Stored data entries
******
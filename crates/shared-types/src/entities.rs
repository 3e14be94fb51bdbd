//! # Core Domain Entities
//!
//! The chain data the positional index points into. Bodies are owned by the
//! block store; the index only ever refers to them by `(number, hash)`.

use serde::{Deserialize, Serialize};
use sha3::{Digest, Keccak256};

/// A 32-byte hash (block hash, transaction hash, section head).
pub type Hash = [u8; 32];

/// Length of a [`Hash`] in bytes.
pub const HASH_LENGTH: usize = 32;

/// The all-zero hash. Used as "absent" by canonical-hash lookups and as the
/// lower bound of bloom section range scans.
pub const ZERO_HASH: Hash = [0u8; HASH_LENGTH];

/// A 20-byte account address.
pub type Address = [u8; 20];

/// Height of a block in the chain.
pub type BlockNumber = u64;

/// A transaction as stored inside a block body.
#[derive(Debug, Clone, PartialEq, Eq, Serialize, Deserialize, Default)]
pub struct Transaction {
    /// Sender's nonce.
    pub nonce: u64,
    /// Sender address.
    pub from: Address,
    /// Recipient address (`None` for contract creation).
    pub to: Option<Address>,
    /// Amount in base units.
    pub value: u64,
    /// Call data.
    pub data: Vec<u8>,
}

impl Transaction {
    /// Keccak-256 over the canonical field layout:
    /// `nonce(8 BE) || from || to_flag || to? || value(8 BE) || len(data)(8 BE) || data`.
    pub fn hash(&self) -> Hash {
        let mut hasher = Keccak256::new();
        hasher.update(self.nonce.to_be_bytes());
        hasher.update(self.from);
        match &self.to {
            Some(to) => {
                hasher.update([1u8]);
                hasher.update(to);
            }
            None => hasher.update([0u8]),
        }
        hasher.update(self.value.to_be_bytes());
        hasher.update((self.data.len() as u64).to_be_bytes());
        hasher.update(&self.data);
        hasher.finalize().into()
    }
}

/// The body of a block: its ordered transaction list.
#[derive(Debug, Clone, PartialEq, Eq, Serialize, Deserialize, Default)]
pub struct BlockBody {
    /// Transactions in canonical order. A transaction's position in this
    /// vector is its `tx_index`.
    pub transactions: Vec<Transaction>,
}

impl BlockBody {
    /// Create a body from an ordered list of transactions.
    pub fn new(transactions: Vec<Transaction>) -> Self {
        Self { transactions }
    }

    /// Hashes of every transaction, in body order.
    pub fn transaction_hashes(&self) -> Vec<Hash> {
        self.transactions.iter().map(Transaction::hash).collect()
    }
}
//! # Big-Bits Benchmarks
//!
//! - `bits_to_big_bits`: cost grows with the magnitude's bit length
//! - `entropy_big_bits_to_difficulty_bits`: a division and a shift
//! - Integrity check: one full re-derivation of the constant set

use std::time::Duration;

use big_bits::{
    bits_to_big_bits, entropy_big_bits_to_difficulty_bits, IntegrityMonitor, MonitorConfig,
    ProcessConstants,
};
use criterion::{black_box, BenchmarkId, Criterion, Throughput};
use num_bigint::BigUint;
use rand::Rng;

fn random_magnitude(bits: u64) -> BigUint {
    let mut rng = rand::thread_rng();
    let bytes: Vec<u8> = (0..bits.div_ceil(8)).map(|_| rng.gen()).collect();
    // Force the top bit so the magnitude has exactly `bits` bits
    BigUint::from_bytes_be(&bytes) | (BigUint::from(1u32) << (bits - 1))
}

pub fn bench_bits_to_big_bits(c: &mut Criterion) {
    let mut group = c.benchmark_group("big-bits/bits_to_big_bits");
    group.measurement_time(Duration::from_secs(10));

    for bits in [16u64, 64, 128, 256, 512] {
        let magnitude = random_magnitude(bits);
        group.bench_with_input(BenchmarkId::from_parameter(bits), &magnitude, |b, m| {
            b.iter(|| black_box(bits_to_big_bits(m)))
        });
    }

    group.finish();
}

pub fn bench_chain_weight(c: &mut Criterion) {
    let mut group = c.benchmark_group("big-bits/chain_weight");

    for blocks in [100usize, 1_000] {
        let difficulties: Vec<BigUint> = (0..blocks).map(|_| random_magnitude(64)).collect();
        group.throughput(Throughput::Elements(blocks as u64));
        group.bench_with_input(BenchmarkId::new("sum", blocks), &difficulties, |b, d| {
            b.iter(|| {
                let total: BigUint = d
                    .iter()
                    .filter_map(|x| bits_to_big_bits(x).ok())
                    .sum();
                black_box(entropy_big_bits_to_difficulty_bits(&total))
            })
        });
    }

    group.finish();
}

pub fn bench_integrity_check(c: &mut Criterion) {
    let monitor = IntegrityMonitor::new(ProcessConstants, MonitorConfig::default());
    c.bench_function("big-bits/integrity_check", |b| {
        b.iter(|| black_box(monitor.check().is_ok()))
    });
}

pub fn register_benchmarks(c: &mut Criterion) {
    bench_bits_to_big_bits(c);
    bench_chain_weight(c);
    bench_integrity_check(c);
}
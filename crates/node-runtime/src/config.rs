//! # Runtime Configuration
//!
//! Read from environment variables with sane defaults.
//!
//! | Variable | Default | Meaning |
//! |----------|---------|---------|
//! | `LEDGER_DATA_DIR` | `./data` | Database directory |
//! | `LEDGER_STORE` | `memory` | `memory` or `rocksdb` |
//! | `LEDGER_LOG_LEVEL` / `RUST_LOG` | `info` | Log filter |
//! | `LEDGER_JSON_LOGS` | `false` | JSON log lines |
//! | `LEDGER_INTEGRITY_CHECK_SECS` | `60` | Integrity monitor interval |

use std::env;
use std::path::PathBuf;
use std::str::FromStr;
use std::time::Duration;

use big_bits::MonitorConfig;
use thiserror::Error;

/// Configuration errors.
#[derive(Debug, Clone, PartialEq, Eq, Error)]
pub enum ConfigError {
    /// A variable holds a value that cannot be used.
    #[error("invalid value {value:?} for {var}: {reason}")]
    InvalidValue {
        var: &'static str,
        value: String,
        reason: &'static str,
    },
    /// The selected store backend was not compiled in.
    #[error("store backend '{0}' is not available in this build")]
    BackendUnavailable(&'static str),
}

/// Key-value store backend.
#[derive(Debug, Clone, Copy, PartialEq, Eq, Default)]
pub enum StoreBackend {
    /// Ephemeral, lost on exit.
    #[default]
    Memory,
    /// On-disk RocksDB under the data directory.
    RocksDb,
}

impl StoreBackend {
    pub fn name(self) -> &'static str {
        match self {
            Self::Memory => "memory",
            Self::RocksDb => "rocksdb",
        }
    }
}

impl FromStr for StoreBackend {
    type Err = ConfigError;

    fn from_str(s: &str) -> Result<Self, Self::Err> {
        match s.to_ascii_lowercase().as_str() {
            "memory" | "mem" => Ok(Self::Memory),
            "rocksdb" | "rocks" => Ok(Self::RocksDb),
            _ => Err(ConfigError::InvalidValue {
                var: "LEDGER_STORE",
                value: s.to_string(),
                reason: "expected 'memory' or 'rocksdb'",
            }),
        }
    }
}

/// Logging configuration.
#[derive(Debug, Clone, PartialEq, Eq)]
pub struct LoggingConfig {
    /// `EnvFilter` directive (trace, debug, info, warn, error, or per-target)
    pub level: String,
    /// Emit JSON lines instead of human-readable output
    pub json: bool,
}

impl Default for LoggingConfig {
    fn default() -> Self {
        Self {
            level: "info".to_string(),
            json: false,
        }
    }
}

/// Complete runtime configuration.
#[derive(Debug, Clone)]
pub struct RuntimeConfig {
    /// Database directory.
    pub data_dir: PathBuf,
    /// Store backend.
    pub store: StoreBackend,
    /// Logging configuration.
    pub logging: LoggingConfig,
    /// Integrity monitor configuration.
    pub monitor: MonitorConfig,
}

impl Default for RuntimeConfig {
    fn default() -> Self {
        Self {
            data_dir: PathBuf::from("./data"),
            store: StoreBackend::default(),
            logging: LoggingConfig::default(),
            monitor: MonitorConfig::default(),
        }
    }
}

impl RuntimeConfig {
    /// Create configuration from environment variables.
    pub fn from_env() -> Result<Self, ConfigError> {
        Self::from_lookup(|var| env::var(var).ok())
    }

    /// Create configuration from an arbitrary variable source.
    pub fn from_lookup(lookup: impl Fn(&str) -> Option<String>) -> Result<Self, ConfigError> {
        let mut config = Self::default();

        if let Some(dir) = lookup("LEDGER_DATA_DIR") {
            config.data_dir = PathBuf::from(dir);
        }

        if let Some(store) = lookup("LEDGER_STORE") {
            config.store = store.parse()?;
        }

        if let Some(level) = lookup("LEDGER_LOG_LEVEL").or_else(|| lookup("RUST_LOG")) {
            config.logging.level = level;
        }

        if let Some(json) = lookup("LEDGER_JSON_LOGS") {
            config.logging.json = json.eq_ignore_ascii_case("true") || json == "1";
        }

        if let Some(secs) = lookup("LEDGER_INTEGRITY_CHECK_SECS") {
            let parsed: u64 = secs.parse().map_err(|_| ConfigError::InvalidValue {
                var: "LEDGER_INTEGRITY_CHECK_SECS",
                value: secs.clone(),
                reason: "expected a whole number of seconds",
            })?;
            if parsed == 0 {
                return Err(ConfigError::InvalidValue {
                    var: "LEDGER_INTEGRITY_CHECK_SECS",
                    value: secs,
                    reason: "interval must be positive",
                });
            }
            config.monitor = MonitorConfig::with_interval(Duration::from_secs(parsed));
        }

        Ok(config)
    }
}
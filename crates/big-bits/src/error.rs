//! Error types for big-bits arithmetic and the integrity monitor.

use std::fmt;
use thiserror::Error;

/// Errors from log-domain conversions.
#[derive(Debug, Clone, PartialEq, Eq, Error)]
pub enum BigBitsError {
    /// `log2(0)` is undefined.
    #[error("binary logarithm of zero is undefined")]
    ZeroMagnitude,
}

/// Where a mutated constant was observed.
#[derive(Debug, Clone, Copy, PartialEq, Eq)]
pub enum ViolationSite {
    /// The monitor's own startup snapshot.
    Snapshot,
    /// The shared process-wide set.
    Shared,
}

impl fmt::Display for ViolationSite {
    fn fmt(&self, f: &mut fmt::Formatter<'_>) -> fmt::Result {
        match self {
            ViolationSite::Snapshot => write!(f, "snapshot"),
            ViolationSite::Shared => write!(f, "shared"),
        }
    }
}

/// A canonical constant no longer matches its construction.
#[derive(Debug, Clone, PartialEq, Eq, Error)]
#[error("common value {constant} has mutated ({site} copy)")]
pub struct IntegrityViolation {
    /// Name of the mutated constant.
    pub constant: &'static str,
    /// Which copy disagreed.
    pub site: ViolationSite,
}
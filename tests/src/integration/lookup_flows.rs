//! # Lookup Index Flows
//!
//! A database written by three generations of the software must read back
//! uniformly, and every failure path must be visible only through logs.

#[cfg(test)]
mod tests {
    use std::sync::Arc;

    use tx_lookup::{
        bloom_bits_key, tx_lookup_key, ChainStore, FaultInjectingStore, InMemoryKVStore,
        KeyValueStore, LegacyTxLookupEntry, StoreOperation, TransactionLookupApi,
        TxLookupService,
    };

    use crate::support::{block_body, block_hash, capture_errors, transaction};

    type Service<S> = TxLookupService<S, ChainStore<S>>;

    fn setup() -> (
        Arc<InMemoryKVStore>,
        Arc<ChainStore<InMemoryKVStore>>,
        Service<InMemoryKVStore>,
    ) {
        let store = Arc::new(InMemoryKVStore::new());
        let chain = Arc::new(ChainStore::new(store.clone()));
        let service = TxLookupService::new(store.clone(), chain.clone());
        (store, chain, service)
    }

    fn import(chain: &ChainStore<InMemoryKVStore>, number: u64, fork: u8, seed: u64, count: u64) {
        let hash = block_hash(number, fork);
        chain.write_block_body(number, &hash, &block_body(seed, count)).unwrap();
        chain.write_header_number(&hash, number).unwrap();
        chain.write_canonical_hash(number, &hash).unwrap();
    }

    // =========================================================================
    // Mixed-format database
    // =========================================================================

    #[test]
    fn test_three_generations_resolve_uniformly() {
        let (store, chain, service) = setup();
        import(&chain, 100, 0, 0, 1);
        import(&chain, 200, 0, 10, 1);
        import(&chain, 300, 0, 20, 1);

        let v6 = transaction(0).hash();
        let v4 = transaction(10).hash();
        let v3 = transaction(20).hash();

        // Current format: minimal big-endian number
        service.index_hashes(100, &[v6]).unwrap();
        // Hash format: the block hash itself
        store.put(&tx_lookup_key(&v4), &block_hash(200, 0)).unwrap();
        // Protobuf format padded past hash length with an unknown field
        let mut blob = LegacyTxLookupEntry { block_index: 300 }.encode_blob();
        blob.extend_from_slice(&[0x1A, 0x20]);
        blob.extend_from_slice(&[0x55; 32]);
        store.put(&tx_lookup_key(&v3), &blob).unwrap();

        let ((), errors) = capture_errors(|| {
            assert_eq!(service.lookup_block_number(&v6), Some(100));
            assert_eq!(service.lookup_block_number(&v4), Some(200));
            assert_eq!(service.lookup_block_number(&v3), Some(300));

            assert_eq!(service.resolve_transaction(&v6).unwrap().block_number, 100);
            assert_eq!(service.resolve_transaction(&v4).unwrap().block_number, 200);
            assert_eq!(service.resolve_transaction(&v3).unwrap().block_number, 300);
        });
        assert!(errors.is_empty(), "unexpected errors: {errors:?}");
    }

    #[test]
    fn test_reindexing_upgrades_to_current_format() {
        let (store, _chain, service) = setup();
        let hash = transaction(1).hash();
        store.put(&tx_lookup_key(&hash), &block_hash(42, 0)).unwrap();

        service.index_hashes(42, &[hash]).unwrap();
        assert_eq!(store.get(&tx_lookup_key(&hash)).unwrap(), Some(vec![42]));
    }

    #[test]
    fn test_malformed_legacy_entry_logs_once() {
        let (store, _chain, service) = setup();
        let hash = transaction(3).hash();
        store.put(&tx_lookup_key(&hash), &[0xFF; 48]).unwrap();

        let (result, errors) = capture_errors(|| service.lookup_block_number(&hash));
        assert_eq!(result, None);
        assert_eq!(errors, vec!["Invalid transaction lookup entry protobuf"]);
        assert_eq!(service.stats().malformed_entries, 1);
    }

    #[test]
    fn test_absent_entry_is_silent() {
        let (_store, _chain, service) = setup();
        let (result, errors) = capture_errors(|| service.resolve_transaction(&[0x77; 32]));
        assert!(result.is_none());
        assert!(errors.is_empty());
    }

    // =========================================================================
    // Resolver logging asymmetry
    // =========================================================================

    #[test]
    fn test_missing_canonical_hash_is_silent() {
        let (_store, _chain, service) = setup();
        service.index_hashes(5, &[transaction(1).hash()]).unwrap();

        let (result, errors) =
            capture_errors(|| service.resolve_transaction(&transaction(1).hash()));
        assert!(result.is_none());
        assert!(errors.is_empty());
    }

    #[test]
    fn test_missing_body_logs_error() {
        let (_store, chain, service) = setup();
        import(&chain, 5, 0, 1, 1);
        service.index_block(5, &block_body(1, 1)).unwrap();
        chain.delete_block_body(5, &block_hash(5, 0)).unwrap();

        let (result, errors) =
            capture_errors(|| service.resolve_transaction(&transaction(1).hash()));
        assert!(result.is_none());
        assert_eq!(errors, vec!["Transaction referenced missing block"]);
    }

    #[test]
    fn test_stale_entry_logs_error() {
        let (_store, chain, service) = setup();
        import(&chain, 6, 0, 1, 2);
        service.index_block(6, &block_body(1, 2)).unwrap();
        // Reorg replaces block 6 with a body that lacks both transactions
        import(&chain, 6, 1, 50, 1);

        let (result, errors) =
            capture_errors(|| service.resolve_transaction(&transaction(2).hash()));
        assert!(result.is_none());
        assert_eq!(errors, vec!["Transaction not found"]);
        assert_eq!(service.stats().stale_entries, 1);
    }

    // =========================================================================
    // Bloom sections
    // =========================================================================

    #[test]
    fn test_prune_bloom_sections_across_bits() {
        let (store, _chain, service) = setup();
        for bit in 0..3u16 {
            for section in 0..10u64 {
                service
                    .store_bloom_bits(bit, section, &block_hash(section, 0), &[bit as u8])
                    .unwrap();
            }
        }
        let mut foreign = bloom_bits_key(1, 4, &block_hash(4, 0));
        foreign.extend_from_slice(b"extra");
        store.put(&foreign, b"keep").unwrap();

        assert_eq!(service.prune_bloom_bits(1, 3, 7).unwrap(), 4);

        for section in 0..10u64 {
            let expected = !(3..7).contains(&section);
            assert_eq!(
                service.bloom_bits(1, section, &block_hash(section, 0)).is_some(),
                expected,
                "section {section}"
            );
            assert!(service.bloom_bits(0, section, &block_hash(section, 0)).is_some());
            assert!(service.bloom_bits(2, section, &block_hash(section, 0)).is_some());
        }
        assert_eq!(store.get(&foreign).unwrap(), Some(b"keep".to_vec()));
    }

    // =========================================================================
    // Unrecoverable store failures
    // =========================================================================

    #[test]
    fn test_store_failures_log_and_surface_unrecoverable() {
        let store = Arc::new(FaultInjectingStore::new(InMemoryKVStore::new()));
        let chain = Arc::new(ChainStore::new(store.clone()));
        let service = TxLookupService::new(store.clone(), chain);
        service.store_bloom_bits(0, 1, &[1; 32], &[1]).unwrap();

        store.set_fail_writes(true);
        store.set_fail_deletes(true);

        let (result, errors) = capture_errors(|| service.index_hashes(1, &[[1; 32]]));
        assert_eq!(result.unwrap_err().operation, StoreOperation::WriteTxLookup);
        assert_eq!(errors, vec!["Failed to store transaction lookup entry"]);

        let (result, errors) = capture_errors(|| service.prune_bloom_bits(0, 0, 5));
        assert_eq!(result.unwrap_err().operation, StoreOperation::DeleteBloomBits);
        assert_eq!(errors, vec!["Failed to delete bloom bits"]);

        store.set_fail_deletes(false);
        store.set_fail_iteration(true);
        let (result, errors) = capture_errors(|| service.prune_bloom_bits(0, 0, 5));
        assert_eq!(result.unwrap_err().operation, StoreOperation::DeleteBloomBits);
        assert_eq!(errors.len(), 1);
    }
}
******
All lines with the word "that" need to be copied from the data above.

The answer:
    /// A variable holds a value that cannot be used.
        // Reorg replaces block 6 with a body that lacks both transactions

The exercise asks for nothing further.